EXERCISE PROMPT: Copy out the lines below that hold the word "shape".

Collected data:
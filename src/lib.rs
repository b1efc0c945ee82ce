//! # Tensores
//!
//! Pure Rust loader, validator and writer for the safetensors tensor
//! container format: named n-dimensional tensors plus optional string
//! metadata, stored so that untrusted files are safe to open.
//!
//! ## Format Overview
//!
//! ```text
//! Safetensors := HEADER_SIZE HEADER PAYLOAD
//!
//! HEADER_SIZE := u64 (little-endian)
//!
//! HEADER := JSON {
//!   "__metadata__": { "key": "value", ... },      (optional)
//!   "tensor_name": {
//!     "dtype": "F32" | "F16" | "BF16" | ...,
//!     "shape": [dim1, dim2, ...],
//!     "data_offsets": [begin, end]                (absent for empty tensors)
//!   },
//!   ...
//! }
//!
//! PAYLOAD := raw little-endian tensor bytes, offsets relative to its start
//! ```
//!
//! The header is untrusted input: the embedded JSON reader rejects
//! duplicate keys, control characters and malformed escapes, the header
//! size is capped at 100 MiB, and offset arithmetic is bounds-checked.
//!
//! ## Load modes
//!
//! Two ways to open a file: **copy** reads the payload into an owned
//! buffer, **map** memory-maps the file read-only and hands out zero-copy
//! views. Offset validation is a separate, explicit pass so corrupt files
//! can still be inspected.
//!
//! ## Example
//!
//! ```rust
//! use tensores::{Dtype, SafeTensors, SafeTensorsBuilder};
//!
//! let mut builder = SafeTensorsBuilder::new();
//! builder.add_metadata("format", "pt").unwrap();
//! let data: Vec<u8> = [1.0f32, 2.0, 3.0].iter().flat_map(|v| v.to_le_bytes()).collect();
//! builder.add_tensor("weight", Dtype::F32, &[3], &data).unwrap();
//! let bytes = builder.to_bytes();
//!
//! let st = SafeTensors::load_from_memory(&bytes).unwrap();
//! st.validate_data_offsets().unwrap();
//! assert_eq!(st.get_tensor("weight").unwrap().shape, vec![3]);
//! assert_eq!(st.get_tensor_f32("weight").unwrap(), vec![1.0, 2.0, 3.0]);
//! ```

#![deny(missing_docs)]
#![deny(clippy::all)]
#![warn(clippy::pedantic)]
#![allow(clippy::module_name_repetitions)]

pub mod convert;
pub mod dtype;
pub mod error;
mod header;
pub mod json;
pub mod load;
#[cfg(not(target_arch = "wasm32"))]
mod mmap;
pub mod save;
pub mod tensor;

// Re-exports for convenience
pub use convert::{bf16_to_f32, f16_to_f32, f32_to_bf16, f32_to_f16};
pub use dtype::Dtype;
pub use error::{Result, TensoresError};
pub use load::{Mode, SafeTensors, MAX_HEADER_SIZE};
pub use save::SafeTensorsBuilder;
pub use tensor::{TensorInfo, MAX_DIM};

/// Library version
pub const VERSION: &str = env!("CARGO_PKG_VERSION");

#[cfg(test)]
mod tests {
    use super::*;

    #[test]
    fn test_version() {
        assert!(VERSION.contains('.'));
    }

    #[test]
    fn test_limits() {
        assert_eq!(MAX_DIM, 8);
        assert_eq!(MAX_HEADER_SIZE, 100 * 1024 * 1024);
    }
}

RESULT:
//!     "shape": [dim1, dim2, ...],
//! assert_eq!(st.get_tensor("weight").unwrap().shape, vec![3]);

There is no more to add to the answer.